— ASSIGNMENT —
Where the records below have a line with "super", that line is to be copied.

— DATA FOR PROCESSING —
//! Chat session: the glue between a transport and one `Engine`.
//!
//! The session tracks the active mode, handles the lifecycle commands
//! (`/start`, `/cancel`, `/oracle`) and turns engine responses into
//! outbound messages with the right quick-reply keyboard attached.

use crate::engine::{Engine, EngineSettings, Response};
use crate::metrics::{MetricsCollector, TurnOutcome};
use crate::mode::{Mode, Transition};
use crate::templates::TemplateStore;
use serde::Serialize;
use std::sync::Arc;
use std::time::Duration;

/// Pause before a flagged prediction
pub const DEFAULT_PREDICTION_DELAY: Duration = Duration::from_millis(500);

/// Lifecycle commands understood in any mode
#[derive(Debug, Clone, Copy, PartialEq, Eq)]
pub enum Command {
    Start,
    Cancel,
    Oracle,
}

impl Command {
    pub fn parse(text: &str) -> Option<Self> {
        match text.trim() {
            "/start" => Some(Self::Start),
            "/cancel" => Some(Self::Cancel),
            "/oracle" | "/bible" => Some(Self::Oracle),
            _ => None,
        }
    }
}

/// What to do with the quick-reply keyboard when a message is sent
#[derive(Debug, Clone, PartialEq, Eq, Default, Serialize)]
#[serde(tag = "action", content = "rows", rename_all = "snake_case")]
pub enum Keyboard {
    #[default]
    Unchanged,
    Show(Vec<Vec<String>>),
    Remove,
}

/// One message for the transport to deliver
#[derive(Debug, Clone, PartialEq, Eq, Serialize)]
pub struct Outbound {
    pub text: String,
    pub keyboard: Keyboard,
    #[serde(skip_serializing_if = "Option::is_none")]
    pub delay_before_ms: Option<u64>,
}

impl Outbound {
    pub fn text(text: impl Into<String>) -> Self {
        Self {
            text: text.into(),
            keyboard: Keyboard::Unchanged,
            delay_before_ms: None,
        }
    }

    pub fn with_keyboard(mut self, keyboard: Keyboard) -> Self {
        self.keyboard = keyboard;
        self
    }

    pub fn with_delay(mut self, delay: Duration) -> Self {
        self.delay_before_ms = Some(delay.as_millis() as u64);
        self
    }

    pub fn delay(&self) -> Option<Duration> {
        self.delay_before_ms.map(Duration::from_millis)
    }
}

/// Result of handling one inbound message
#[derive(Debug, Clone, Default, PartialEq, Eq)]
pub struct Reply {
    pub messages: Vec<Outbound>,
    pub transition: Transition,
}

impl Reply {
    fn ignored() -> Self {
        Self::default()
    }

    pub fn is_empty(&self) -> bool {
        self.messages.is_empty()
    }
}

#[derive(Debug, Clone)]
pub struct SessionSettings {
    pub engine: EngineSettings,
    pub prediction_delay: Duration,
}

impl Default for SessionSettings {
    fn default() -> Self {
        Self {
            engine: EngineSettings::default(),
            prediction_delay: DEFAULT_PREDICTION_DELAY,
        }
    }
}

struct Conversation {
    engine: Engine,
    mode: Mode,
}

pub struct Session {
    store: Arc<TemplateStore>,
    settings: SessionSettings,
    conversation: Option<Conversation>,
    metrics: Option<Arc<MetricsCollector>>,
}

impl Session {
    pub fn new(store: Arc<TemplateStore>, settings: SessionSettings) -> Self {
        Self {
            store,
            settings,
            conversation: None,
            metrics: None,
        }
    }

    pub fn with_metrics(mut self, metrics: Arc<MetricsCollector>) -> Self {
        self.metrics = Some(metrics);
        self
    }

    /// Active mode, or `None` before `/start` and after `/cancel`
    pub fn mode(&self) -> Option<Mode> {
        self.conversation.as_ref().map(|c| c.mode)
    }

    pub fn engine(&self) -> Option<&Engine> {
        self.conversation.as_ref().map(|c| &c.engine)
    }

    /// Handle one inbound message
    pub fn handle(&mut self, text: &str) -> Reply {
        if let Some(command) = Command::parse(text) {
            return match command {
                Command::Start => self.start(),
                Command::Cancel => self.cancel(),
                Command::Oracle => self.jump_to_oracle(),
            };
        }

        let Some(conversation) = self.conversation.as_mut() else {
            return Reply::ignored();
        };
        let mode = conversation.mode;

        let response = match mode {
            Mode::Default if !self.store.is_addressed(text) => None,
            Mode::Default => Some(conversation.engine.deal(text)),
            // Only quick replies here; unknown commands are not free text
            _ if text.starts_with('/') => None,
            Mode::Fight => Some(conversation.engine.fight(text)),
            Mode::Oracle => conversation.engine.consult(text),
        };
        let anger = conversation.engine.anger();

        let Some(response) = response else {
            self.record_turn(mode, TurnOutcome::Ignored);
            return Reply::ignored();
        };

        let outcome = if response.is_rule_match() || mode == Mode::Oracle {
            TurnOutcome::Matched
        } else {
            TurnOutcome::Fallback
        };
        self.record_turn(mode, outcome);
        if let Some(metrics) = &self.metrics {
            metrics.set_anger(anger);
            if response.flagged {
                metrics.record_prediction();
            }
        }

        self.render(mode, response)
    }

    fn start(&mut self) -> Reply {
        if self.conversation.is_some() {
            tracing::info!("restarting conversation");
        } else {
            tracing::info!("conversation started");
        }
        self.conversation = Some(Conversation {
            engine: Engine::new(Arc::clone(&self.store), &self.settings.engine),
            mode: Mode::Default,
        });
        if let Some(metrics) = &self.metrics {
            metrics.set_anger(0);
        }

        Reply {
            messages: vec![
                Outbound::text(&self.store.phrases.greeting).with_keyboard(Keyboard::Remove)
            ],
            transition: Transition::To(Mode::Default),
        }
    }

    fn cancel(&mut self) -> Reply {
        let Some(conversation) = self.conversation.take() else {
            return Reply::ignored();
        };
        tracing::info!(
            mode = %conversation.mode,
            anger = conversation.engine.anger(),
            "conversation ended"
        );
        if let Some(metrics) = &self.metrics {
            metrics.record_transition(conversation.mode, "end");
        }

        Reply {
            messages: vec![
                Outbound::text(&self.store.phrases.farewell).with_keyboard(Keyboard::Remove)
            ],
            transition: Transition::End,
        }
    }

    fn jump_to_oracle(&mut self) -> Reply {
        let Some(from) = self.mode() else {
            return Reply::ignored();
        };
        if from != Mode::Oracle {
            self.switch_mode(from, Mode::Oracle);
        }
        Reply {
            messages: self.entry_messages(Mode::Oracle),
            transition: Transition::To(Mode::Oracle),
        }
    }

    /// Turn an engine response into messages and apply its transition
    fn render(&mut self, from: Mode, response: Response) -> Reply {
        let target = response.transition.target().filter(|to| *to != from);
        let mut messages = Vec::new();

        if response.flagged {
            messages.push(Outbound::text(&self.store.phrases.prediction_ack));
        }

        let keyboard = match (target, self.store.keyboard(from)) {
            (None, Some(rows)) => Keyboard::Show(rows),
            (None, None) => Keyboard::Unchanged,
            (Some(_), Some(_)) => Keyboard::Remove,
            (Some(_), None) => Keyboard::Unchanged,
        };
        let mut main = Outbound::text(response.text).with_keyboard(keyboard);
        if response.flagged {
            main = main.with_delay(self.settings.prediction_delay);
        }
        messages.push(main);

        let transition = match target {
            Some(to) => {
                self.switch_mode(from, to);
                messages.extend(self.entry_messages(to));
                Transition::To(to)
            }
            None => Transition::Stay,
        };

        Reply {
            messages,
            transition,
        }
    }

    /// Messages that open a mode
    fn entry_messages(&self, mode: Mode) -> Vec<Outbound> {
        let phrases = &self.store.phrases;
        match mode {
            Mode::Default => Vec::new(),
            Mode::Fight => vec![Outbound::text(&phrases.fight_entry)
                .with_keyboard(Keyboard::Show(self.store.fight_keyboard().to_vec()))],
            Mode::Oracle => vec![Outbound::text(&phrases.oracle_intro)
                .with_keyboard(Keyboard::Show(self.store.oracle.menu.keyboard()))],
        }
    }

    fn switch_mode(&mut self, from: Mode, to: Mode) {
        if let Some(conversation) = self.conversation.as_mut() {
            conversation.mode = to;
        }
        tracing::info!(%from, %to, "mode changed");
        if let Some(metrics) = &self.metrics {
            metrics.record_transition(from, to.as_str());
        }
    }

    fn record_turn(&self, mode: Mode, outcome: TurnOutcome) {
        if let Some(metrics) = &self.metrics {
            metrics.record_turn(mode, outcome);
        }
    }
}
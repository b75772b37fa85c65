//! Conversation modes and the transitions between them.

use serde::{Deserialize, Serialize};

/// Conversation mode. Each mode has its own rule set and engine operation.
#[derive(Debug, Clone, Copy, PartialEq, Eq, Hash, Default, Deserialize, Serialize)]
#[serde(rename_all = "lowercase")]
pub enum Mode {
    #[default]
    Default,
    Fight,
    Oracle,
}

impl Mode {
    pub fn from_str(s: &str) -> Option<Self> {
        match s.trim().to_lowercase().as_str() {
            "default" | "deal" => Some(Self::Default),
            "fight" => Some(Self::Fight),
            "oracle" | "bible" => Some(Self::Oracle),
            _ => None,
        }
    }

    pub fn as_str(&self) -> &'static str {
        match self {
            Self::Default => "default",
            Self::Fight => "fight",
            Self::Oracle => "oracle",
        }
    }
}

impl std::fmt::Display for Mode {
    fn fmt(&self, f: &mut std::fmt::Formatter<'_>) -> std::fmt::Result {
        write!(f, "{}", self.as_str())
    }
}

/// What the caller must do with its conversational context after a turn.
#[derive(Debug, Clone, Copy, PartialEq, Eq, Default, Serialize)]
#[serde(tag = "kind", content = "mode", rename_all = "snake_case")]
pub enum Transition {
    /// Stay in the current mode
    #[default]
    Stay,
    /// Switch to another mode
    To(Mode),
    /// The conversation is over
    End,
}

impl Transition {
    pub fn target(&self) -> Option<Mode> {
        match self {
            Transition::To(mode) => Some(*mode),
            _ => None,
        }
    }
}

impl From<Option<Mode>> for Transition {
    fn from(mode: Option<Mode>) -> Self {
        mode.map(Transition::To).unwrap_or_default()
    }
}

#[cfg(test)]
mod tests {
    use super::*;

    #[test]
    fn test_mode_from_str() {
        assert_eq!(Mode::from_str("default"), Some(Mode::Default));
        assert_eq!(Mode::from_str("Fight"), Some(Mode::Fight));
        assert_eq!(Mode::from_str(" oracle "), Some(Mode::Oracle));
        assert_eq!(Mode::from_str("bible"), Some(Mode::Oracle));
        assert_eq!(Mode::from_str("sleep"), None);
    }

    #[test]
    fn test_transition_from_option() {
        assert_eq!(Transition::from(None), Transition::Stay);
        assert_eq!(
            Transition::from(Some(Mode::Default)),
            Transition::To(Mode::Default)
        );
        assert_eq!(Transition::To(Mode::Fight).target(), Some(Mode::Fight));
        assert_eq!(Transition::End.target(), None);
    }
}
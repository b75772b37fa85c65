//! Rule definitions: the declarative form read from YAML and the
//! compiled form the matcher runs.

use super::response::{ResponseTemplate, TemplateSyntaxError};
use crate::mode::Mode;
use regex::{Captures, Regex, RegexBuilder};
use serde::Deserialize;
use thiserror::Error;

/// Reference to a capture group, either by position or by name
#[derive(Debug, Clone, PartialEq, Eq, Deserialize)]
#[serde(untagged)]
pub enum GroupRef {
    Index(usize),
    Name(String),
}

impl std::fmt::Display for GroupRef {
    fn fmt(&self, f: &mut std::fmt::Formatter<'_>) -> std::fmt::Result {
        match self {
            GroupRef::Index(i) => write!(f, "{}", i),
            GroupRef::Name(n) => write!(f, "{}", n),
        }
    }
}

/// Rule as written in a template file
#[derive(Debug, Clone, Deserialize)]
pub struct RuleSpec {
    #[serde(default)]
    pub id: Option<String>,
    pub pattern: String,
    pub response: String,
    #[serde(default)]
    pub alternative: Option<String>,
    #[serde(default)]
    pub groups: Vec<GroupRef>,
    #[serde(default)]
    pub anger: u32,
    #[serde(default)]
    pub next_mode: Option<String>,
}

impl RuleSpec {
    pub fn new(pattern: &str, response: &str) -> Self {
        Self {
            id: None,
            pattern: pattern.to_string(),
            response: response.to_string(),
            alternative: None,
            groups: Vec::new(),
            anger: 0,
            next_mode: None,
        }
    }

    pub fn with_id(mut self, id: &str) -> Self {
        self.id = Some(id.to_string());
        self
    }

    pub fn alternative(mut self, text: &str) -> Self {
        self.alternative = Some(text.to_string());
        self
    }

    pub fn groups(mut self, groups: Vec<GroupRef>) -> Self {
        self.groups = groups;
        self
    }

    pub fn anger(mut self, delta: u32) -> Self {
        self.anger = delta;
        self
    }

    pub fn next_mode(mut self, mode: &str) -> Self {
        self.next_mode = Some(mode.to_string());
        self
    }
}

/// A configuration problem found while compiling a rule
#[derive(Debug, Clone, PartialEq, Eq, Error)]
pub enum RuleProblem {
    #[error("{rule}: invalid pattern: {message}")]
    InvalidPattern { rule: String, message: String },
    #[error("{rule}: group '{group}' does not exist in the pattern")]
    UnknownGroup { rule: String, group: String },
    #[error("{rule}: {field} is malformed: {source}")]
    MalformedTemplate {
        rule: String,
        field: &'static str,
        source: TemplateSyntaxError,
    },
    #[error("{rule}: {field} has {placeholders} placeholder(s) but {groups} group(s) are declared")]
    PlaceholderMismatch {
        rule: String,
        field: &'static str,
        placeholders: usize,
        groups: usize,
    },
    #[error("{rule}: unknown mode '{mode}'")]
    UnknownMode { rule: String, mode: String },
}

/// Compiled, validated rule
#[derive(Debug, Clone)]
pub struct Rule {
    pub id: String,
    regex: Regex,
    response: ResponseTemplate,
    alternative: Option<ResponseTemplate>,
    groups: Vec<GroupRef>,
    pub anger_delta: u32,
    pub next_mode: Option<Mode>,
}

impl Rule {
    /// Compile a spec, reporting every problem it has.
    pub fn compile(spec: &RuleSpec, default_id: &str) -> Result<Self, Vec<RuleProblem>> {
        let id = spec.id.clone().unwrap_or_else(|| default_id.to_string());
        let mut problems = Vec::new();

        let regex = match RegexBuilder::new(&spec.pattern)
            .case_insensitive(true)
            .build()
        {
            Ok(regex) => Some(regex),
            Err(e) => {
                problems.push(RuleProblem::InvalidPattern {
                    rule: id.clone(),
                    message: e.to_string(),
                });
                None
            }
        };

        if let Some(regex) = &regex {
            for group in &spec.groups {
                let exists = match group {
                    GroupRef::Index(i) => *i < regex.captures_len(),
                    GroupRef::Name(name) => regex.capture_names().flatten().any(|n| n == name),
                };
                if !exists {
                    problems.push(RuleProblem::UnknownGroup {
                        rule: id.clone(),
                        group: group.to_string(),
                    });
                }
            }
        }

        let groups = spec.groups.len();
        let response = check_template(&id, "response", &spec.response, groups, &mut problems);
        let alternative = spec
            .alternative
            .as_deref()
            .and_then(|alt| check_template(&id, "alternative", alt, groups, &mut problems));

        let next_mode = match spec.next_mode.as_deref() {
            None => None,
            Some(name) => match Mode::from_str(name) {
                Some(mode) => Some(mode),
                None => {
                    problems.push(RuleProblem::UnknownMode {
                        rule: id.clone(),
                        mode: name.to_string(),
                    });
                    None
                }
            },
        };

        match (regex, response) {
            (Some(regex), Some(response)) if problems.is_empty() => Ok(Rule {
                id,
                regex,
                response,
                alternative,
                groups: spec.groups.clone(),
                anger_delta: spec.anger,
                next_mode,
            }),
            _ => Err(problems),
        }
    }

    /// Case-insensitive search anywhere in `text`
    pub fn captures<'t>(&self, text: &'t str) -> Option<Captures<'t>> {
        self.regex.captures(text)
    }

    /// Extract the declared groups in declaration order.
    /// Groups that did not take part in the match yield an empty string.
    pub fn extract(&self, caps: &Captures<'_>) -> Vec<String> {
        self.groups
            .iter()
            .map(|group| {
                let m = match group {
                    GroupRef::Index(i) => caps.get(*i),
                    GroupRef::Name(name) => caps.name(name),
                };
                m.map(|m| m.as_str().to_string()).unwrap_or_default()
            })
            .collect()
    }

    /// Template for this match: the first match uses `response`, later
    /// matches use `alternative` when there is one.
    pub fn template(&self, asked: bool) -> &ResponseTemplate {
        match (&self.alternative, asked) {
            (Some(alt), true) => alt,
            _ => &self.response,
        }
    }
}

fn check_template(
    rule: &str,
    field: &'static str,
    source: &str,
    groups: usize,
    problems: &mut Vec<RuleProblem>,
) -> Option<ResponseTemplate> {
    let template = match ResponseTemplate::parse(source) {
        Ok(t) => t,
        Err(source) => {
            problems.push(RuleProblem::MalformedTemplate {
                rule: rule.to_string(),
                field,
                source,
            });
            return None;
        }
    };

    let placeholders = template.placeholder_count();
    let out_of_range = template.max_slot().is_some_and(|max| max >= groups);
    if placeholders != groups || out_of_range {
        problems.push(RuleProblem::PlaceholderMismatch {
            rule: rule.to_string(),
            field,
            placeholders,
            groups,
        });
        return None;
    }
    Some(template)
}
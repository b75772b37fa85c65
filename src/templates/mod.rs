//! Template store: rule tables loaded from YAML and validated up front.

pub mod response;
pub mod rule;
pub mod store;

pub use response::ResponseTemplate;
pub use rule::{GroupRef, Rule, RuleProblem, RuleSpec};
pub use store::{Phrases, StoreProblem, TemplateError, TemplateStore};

— PROBLEM SOLUTION —
    use super::*;
use super::response::{ResponseTemplate, TemplateSyntaxError};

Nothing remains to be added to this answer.